Sentiment Analysis of Public Opinion in Spanish Speaking Countries Using BERT
Abstract
This study focuses on Sentiment Analysis (SA) specifically applied to the Spanish-speaking variant, using the pre-trained linguistic architecture Bidirectional Encoder Representations from Transformers (BERT). The effectiveness of the BERT architecture for detecting sentiment polarity in Spanish was explored. An experimental study was conducted using the TASS 2019 corpus, which included tweets from Spanish-speaking countries (Mexico, Costa Rica, Spain, Peru, and Uruguay). After cleaning the texts, a BERT model was refined to classify three sentiment polarities (positive, negative, and neutral). Traditional oversampling and synthetic data generation using ChatGPT were applied to correct imbalances in the classes analyzed. The model achieved 87% accuracy in the Mexican sample with balancing using synthetic data.
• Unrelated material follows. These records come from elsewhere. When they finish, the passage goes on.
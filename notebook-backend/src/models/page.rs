use serde::{Deserialize, Serialize};

use super::Section;

/// Page - top level container of sections
#[derive(Debug, Clone, PartialEq, Serialize, Deserialize)]
pub struct Page {
    pub id: i64,
    pub name: String,
    pub starred: bool,
    pub position: i64,
}

/// Fields for creating a page
#[derive(Debug, Clone, Default)]
pub struct NewPage {
    pub name: String,
    pub starred: bool,
}

/// A page together with its ordered sections, as held by the workspace cache
#[derive(Debug, Clone, PartialEq, Serialize)]
pub struct CachedPage {
    pub page: Page,
    pub sections: Vec<Section>,
}

impl CachedPage {
    pub fn new(page: Page) -> Self {
        Self {
            page,
            sections: Vec::new(),
        }
    }
}
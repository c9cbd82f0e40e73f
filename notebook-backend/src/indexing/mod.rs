//! Indexing side channel: note embeddings and chat-log replication.
//!
//! Jobs are fire-and-forget from the executor's point of view. Failures are
//! logged, reported on an error channel and parked in the offline queue.

pub mod background;
pub mod client;

pub use background::{BackgroundIndexer, IndexFailure, IndexJobHandle};
pub use client::HttpIndexer;

use async_trait::async_trait;
use note_indexer_types::IndexerRequest;

use crate::error::PlanResult;

#[async_trait]
pub trait NoteIndexer: Send + Sync {
    /// Deliver one request. `dedupe_key` lets the service drop replays it already applied.
    async fn send(&self, request: &IndexerRequest, dedupe_key: Option<&str>) -> PlanResult<()>;
}
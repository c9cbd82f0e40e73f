//! Offline support: durable side-effect queue and the rule-based fallback parser.

pub mod fallback;
pub mod queue;

pub use fallback::{parse_offline, FallbackParse};
pub use queue::{ChatLogEntry, OfflineQueue, OfflineQueueItem, SyncReport, GENERIC_KIND};
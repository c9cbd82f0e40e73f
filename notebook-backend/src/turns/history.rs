//! Conversation log with compaction.

use chrono::{DateTime, Utc};
use serde::{Deserialize, Serialize};
use strum::{AsRefStr, Display};

/// Log size that triggers compaction
pub const MAX_HISTORY: usize = 100;
/// Messages kept after compaction
pub const COMPACTED_HISTORY: usize = 20;
/// Messages exported as conversational context
pub const CONTEXT_WINDOW: usize = 10;

#[derive(Debug, Clone, Copy, PartialEq, Eq, Serialize, Deserialize, Display, AsRefStr)]
#[serde(rename_all = "snake_case")]
#[strum(serialize_all = "snake_case")]
pub enum MessageRole {
    User,
    Assistant,
    System,
}

#[derive(Debug, Clone, PartialEq, Serialize, Deserialize)]
pub struct ChatMessage {
    pub id: String,
    pub role: MessageRole,
    pub content: String,
    pub timestamp: DateTime<Utc>,
    /// Plan group proposed in this message, if any
    pub plan_group_id: Option<String>,
    pub pending_confirmation: bool,
}

impl ChatMessage {
    pub fn new(role: MessageRole, content: impl Into<String>) -> Self {
        Self {
            id: uuid::Uuid::new_v4().to_string(),
            role,
            content: content.into(),
            timestamp: Utc::now(),
            plan_group_id: None,
            pending_confirmation: false,
        }
    }
}

/// What the reasoning service sees of a message
#[derive(Debug, Clone, PartialEq, Serialize)]
pub struct ContextMessage {
    pub role: MessageRole,
    pub content: String,
}

#[derive(Debug, Clone, Default)]
pub struct ConversationLog {
    messages: Vec<ChatMessage>,
}

impl ConversationLog {
    pub fn new() -> Self {
        Self::default()
    }

    pub fn push(&mut self, message: ChatMessage) {
        self.messages.push(message);
    }

    pub fn messages(&self) -> &[ChatMessage] {
        &self.messages
    }

    pub fn len(&self) -> usize {
        self.messages.len()
    }

    pub fn is_empty(&self) -> bool {
        self.messages.is_empty()
    }

    /// Once the log exceeds `MAX_HISTORY`, keep only the newest
    /// `COMPACTED_HISTORY` messages. Returns how many were dropped.
    pub fn compact_history(&mut self) -> usize {
        if self.messages.len() <= MAX_HISTORY {
            return 0;
        }
        let dropped = self.messages.len() - COMPACTED_HISTORY;
        self.messages.drain(..dropped);
        log::debug!("[HISTORY] Compacted conversation, dropped {} messages", dropped);
        dropped
    }

    /// The newest `CONTEXT_WINDOW` messages, oldest first
    pub fn context_window(&self) -> Vec<ContextMessage> {
        let start = self.messages.len().saturating_sub(CONTEXT_WINDOW);
        self.messages[start..]
            .iter()
            .map(|m| ContextMessage {
                role: m.role,
                content: m.content.clone(),
            })
            .collect()
    }

    pub fn clear(&mut self) {
        self.messages.clear();
    }
}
However, the most innovative finding was that balancing with oversampling allowed 97% accuracy with balanced metrics, surpassing the generalizability of the previous methods. Oversampling balancing is the most robust strategy for understanding digital opinions. This approach allows machines to capture regional linguistic richness, facilitating informed strategic decision-making.
Keywords
Sentiment analysis, BERT, oversampling